Copy every line in the listing that contains "expected".

━━━━━━━━━━━━━━━━━━━━━━━━━━━━━━

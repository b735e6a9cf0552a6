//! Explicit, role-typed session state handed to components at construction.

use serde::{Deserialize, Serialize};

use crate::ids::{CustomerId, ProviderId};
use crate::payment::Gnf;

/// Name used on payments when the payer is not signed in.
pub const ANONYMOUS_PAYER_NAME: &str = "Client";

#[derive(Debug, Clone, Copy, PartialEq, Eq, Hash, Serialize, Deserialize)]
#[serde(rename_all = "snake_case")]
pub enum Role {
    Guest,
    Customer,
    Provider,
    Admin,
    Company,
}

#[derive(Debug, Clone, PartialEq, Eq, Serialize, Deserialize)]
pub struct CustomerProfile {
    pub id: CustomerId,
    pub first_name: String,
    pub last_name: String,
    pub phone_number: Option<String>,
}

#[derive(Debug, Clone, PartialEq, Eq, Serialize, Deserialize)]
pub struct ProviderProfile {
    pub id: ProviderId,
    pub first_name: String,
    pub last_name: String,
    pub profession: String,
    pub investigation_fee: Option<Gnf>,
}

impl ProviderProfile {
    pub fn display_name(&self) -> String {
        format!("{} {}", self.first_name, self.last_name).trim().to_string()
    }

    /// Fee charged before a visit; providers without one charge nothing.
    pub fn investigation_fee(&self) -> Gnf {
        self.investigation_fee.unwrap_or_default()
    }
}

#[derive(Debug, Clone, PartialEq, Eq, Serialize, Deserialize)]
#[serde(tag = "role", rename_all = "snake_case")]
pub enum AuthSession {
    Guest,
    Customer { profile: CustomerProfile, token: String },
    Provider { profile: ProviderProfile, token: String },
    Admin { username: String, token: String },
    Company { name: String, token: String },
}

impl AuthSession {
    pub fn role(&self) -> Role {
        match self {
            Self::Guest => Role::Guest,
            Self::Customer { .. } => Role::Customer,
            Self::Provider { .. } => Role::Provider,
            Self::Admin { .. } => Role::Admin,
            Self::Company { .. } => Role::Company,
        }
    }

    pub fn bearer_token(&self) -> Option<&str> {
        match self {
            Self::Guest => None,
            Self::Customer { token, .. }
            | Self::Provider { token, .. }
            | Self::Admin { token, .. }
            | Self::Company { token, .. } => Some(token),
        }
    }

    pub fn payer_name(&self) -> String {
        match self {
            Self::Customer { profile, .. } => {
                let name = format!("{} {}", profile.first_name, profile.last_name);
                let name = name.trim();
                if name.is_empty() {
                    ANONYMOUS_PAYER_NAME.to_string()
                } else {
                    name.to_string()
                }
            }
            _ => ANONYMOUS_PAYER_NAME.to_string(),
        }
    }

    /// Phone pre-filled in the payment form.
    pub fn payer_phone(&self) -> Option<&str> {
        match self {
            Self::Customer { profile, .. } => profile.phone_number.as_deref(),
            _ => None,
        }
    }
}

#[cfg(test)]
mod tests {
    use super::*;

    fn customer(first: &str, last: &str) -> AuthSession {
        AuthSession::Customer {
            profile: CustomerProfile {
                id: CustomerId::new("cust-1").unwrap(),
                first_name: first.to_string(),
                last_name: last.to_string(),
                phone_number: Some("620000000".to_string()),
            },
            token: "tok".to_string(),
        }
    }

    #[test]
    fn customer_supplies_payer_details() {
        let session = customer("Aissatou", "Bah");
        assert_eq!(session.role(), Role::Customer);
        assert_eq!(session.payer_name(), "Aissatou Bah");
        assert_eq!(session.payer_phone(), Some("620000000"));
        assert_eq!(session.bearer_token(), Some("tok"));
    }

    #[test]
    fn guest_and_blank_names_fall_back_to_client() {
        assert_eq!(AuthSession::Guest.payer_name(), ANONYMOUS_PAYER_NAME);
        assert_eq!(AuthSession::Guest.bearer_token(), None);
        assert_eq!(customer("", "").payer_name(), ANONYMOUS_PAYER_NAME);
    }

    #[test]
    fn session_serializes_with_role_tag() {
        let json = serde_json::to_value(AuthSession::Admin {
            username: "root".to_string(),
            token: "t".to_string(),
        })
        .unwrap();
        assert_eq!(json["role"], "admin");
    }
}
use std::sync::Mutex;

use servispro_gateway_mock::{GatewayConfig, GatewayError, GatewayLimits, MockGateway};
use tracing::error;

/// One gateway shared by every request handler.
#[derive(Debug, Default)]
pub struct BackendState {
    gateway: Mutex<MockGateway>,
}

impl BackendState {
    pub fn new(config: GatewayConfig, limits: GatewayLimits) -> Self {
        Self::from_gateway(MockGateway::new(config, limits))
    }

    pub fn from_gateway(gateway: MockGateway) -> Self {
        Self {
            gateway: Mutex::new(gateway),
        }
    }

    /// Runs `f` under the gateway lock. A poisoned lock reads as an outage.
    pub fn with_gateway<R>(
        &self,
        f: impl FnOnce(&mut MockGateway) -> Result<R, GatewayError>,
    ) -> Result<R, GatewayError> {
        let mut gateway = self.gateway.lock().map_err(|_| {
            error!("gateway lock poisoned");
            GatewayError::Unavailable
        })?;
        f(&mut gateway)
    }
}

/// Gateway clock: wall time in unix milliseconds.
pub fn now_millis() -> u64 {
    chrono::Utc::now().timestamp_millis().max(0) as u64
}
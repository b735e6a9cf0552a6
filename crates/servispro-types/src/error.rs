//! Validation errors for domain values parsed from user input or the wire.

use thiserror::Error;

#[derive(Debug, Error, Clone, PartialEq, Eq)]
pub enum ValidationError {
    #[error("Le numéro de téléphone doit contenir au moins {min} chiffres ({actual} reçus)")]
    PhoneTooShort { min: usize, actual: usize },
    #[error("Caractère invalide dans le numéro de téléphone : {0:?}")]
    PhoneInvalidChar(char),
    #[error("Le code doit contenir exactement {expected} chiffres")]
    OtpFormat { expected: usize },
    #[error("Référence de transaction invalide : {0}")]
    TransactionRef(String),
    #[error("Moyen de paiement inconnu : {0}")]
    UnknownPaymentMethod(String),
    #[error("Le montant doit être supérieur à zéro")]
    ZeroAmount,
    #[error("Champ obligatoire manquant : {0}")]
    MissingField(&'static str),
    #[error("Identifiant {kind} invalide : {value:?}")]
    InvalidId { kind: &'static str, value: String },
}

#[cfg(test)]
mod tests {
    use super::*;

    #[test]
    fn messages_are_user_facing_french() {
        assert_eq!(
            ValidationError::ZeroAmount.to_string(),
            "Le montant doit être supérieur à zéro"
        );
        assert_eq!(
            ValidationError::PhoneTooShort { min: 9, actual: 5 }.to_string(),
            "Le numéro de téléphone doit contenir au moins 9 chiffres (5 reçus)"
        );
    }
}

━━━━━━━━━━━━━━━━━━━━━━━━━━━━━━

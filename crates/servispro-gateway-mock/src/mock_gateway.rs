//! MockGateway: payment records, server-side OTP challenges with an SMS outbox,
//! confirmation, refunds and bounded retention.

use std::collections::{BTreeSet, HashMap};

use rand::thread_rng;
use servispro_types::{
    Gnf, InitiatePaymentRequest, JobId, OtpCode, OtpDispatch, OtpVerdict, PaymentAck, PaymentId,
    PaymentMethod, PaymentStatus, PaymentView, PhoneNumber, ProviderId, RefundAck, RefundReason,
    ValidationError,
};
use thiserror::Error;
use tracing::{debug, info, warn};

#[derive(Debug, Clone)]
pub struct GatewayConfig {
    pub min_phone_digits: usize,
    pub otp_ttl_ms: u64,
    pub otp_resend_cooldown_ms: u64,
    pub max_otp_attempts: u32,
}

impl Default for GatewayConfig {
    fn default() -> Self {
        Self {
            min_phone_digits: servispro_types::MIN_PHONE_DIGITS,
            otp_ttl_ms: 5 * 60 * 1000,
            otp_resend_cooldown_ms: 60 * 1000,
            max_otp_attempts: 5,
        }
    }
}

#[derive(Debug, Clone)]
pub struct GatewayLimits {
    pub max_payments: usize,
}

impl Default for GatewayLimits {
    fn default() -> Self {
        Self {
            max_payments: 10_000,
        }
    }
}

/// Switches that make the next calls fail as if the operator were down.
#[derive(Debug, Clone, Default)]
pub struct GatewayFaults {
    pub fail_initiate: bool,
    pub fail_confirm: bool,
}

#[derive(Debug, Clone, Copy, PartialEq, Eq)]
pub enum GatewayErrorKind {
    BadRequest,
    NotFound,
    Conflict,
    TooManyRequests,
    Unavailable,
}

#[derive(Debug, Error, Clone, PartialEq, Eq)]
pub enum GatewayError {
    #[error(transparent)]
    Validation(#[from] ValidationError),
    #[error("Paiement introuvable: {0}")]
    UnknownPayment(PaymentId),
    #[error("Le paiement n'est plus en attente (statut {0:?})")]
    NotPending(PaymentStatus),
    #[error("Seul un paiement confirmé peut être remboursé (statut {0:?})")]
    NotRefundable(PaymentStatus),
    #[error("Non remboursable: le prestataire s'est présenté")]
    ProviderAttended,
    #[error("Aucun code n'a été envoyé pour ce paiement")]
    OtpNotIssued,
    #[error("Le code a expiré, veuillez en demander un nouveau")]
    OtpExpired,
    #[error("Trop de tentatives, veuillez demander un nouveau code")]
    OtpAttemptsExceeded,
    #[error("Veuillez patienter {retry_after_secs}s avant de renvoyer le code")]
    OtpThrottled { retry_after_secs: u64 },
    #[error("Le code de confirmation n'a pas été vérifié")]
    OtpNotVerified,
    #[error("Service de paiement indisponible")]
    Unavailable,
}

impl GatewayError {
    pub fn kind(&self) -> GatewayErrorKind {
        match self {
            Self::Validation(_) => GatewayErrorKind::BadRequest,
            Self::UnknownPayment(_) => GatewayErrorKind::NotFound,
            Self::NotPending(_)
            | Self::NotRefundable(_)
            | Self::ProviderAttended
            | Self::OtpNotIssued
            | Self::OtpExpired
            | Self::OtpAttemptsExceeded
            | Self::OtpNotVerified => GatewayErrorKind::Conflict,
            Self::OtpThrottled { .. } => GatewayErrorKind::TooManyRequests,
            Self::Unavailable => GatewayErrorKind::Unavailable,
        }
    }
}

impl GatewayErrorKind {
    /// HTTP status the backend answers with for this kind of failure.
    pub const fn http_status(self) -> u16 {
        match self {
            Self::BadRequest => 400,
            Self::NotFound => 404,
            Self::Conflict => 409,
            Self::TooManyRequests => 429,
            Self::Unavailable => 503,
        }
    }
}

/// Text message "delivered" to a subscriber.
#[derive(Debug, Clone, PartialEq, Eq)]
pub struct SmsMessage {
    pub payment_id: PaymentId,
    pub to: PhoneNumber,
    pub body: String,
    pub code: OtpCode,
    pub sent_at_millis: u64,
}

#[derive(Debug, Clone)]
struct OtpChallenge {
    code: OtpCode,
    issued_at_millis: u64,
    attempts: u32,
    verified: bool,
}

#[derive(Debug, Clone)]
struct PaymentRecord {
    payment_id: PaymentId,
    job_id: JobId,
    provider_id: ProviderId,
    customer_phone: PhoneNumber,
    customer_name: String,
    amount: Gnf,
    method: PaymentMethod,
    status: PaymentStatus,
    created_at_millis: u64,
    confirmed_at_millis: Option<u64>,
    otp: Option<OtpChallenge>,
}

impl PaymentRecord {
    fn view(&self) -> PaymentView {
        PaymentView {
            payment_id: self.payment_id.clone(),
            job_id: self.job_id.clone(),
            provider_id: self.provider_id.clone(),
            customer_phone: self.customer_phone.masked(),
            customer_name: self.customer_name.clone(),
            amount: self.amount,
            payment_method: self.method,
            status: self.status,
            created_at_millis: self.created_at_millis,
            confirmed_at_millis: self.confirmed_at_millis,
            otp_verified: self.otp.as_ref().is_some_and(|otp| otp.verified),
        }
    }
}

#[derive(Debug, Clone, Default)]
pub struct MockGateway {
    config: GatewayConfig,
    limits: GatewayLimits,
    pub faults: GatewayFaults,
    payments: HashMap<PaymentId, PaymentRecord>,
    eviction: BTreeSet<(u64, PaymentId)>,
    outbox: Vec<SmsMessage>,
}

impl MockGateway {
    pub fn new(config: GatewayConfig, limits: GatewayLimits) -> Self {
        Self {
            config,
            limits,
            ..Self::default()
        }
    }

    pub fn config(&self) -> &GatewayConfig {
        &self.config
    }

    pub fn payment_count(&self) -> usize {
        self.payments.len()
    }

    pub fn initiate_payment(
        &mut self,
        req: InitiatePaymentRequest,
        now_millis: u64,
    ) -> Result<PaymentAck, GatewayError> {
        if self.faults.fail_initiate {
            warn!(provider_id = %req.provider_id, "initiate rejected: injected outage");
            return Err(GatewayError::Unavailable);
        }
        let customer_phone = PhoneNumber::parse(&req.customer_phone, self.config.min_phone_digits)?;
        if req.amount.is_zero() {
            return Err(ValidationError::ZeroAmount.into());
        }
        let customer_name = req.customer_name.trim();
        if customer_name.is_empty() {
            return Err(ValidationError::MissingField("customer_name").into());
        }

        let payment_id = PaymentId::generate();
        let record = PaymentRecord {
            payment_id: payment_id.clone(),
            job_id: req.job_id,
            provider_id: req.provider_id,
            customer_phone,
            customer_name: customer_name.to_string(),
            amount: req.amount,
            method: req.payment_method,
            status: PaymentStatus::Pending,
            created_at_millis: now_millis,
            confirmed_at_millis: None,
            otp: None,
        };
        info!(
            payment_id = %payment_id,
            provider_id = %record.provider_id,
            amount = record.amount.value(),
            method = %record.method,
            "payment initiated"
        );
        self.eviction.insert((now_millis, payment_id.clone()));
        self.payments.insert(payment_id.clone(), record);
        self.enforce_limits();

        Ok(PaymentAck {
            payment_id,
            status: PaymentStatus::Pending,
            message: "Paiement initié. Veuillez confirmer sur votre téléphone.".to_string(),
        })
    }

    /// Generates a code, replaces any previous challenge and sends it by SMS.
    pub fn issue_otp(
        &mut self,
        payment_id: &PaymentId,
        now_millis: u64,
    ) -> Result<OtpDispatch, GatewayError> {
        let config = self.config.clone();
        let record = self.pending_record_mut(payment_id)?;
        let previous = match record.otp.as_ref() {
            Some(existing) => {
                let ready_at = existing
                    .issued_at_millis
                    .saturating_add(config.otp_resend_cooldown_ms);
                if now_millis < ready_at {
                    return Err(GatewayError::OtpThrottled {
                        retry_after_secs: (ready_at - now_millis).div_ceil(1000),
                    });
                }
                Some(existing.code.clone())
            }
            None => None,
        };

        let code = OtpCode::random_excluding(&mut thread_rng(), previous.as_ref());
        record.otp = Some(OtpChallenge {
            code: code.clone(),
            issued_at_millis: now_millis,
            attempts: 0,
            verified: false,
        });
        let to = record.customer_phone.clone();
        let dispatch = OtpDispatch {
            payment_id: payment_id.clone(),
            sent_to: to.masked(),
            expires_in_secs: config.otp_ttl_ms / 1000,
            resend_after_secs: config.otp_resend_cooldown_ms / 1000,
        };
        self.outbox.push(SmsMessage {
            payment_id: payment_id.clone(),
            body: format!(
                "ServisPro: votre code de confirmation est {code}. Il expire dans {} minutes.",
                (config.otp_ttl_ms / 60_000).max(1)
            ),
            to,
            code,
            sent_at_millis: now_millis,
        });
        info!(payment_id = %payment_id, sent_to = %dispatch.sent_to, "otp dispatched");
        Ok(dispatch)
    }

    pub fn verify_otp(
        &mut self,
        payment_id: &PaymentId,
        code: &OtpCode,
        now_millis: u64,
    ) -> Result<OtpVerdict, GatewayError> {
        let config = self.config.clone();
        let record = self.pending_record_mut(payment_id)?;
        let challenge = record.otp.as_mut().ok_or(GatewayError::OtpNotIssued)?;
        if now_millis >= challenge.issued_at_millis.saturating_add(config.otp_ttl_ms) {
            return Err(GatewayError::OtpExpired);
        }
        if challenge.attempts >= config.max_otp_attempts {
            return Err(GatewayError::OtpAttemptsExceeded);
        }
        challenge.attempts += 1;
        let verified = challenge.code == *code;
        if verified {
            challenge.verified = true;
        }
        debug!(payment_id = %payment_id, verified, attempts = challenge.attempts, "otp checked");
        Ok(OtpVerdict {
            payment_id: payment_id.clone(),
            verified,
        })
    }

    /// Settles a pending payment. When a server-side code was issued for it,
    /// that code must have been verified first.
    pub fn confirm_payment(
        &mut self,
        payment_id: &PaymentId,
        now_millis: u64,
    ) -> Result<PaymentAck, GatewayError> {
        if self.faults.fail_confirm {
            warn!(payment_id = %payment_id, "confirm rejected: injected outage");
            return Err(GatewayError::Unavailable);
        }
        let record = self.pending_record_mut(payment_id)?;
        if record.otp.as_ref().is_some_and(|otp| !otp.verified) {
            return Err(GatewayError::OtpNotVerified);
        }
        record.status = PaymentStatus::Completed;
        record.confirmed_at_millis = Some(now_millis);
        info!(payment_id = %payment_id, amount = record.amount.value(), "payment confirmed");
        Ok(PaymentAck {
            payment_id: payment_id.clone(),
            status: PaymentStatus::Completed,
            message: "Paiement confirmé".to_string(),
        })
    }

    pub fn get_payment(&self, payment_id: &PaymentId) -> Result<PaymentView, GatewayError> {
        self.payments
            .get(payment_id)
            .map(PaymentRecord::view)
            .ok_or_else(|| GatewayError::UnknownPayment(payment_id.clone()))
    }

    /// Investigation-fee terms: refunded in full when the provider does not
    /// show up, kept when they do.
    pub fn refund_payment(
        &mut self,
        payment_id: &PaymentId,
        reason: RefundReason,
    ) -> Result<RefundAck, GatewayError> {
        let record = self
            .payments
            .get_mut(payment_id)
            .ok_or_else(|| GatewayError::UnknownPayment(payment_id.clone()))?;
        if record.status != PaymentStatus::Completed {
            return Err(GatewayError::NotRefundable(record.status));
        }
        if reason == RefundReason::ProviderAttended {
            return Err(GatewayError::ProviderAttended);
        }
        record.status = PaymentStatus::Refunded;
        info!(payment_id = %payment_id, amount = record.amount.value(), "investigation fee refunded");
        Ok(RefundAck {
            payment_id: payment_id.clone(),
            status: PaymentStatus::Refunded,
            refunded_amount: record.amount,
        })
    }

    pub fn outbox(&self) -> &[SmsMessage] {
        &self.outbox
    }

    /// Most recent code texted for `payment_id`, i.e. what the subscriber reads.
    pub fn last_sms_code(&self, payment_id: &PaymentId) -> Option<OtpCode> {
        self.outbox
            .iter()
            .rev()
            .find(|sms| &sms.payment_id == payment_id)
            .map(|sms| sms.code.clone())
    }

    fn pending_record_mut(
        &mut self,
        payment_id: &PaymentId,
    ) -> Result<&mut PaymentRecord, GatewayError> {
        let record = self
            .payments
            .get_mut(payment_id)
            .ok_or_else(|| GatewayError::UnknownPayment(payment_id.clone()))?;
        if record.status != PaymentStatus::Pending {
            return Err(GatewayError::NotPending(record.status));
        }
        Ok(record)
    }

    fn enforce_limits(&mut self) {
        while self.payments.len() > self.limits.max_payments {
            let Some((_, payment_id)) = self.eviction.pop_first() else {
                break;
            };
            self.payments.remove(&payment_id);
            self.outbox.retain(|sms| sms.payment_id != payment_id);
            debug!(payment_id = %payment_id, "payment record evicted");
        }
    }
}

━━━━━━━━━━━━━━━━━━━━━━━━━━━━━━

- [TASK RESPONSE]
    #[error("Le code doit contenir exactement {expected} chiffres")]
    OtpFormat { expected: usize },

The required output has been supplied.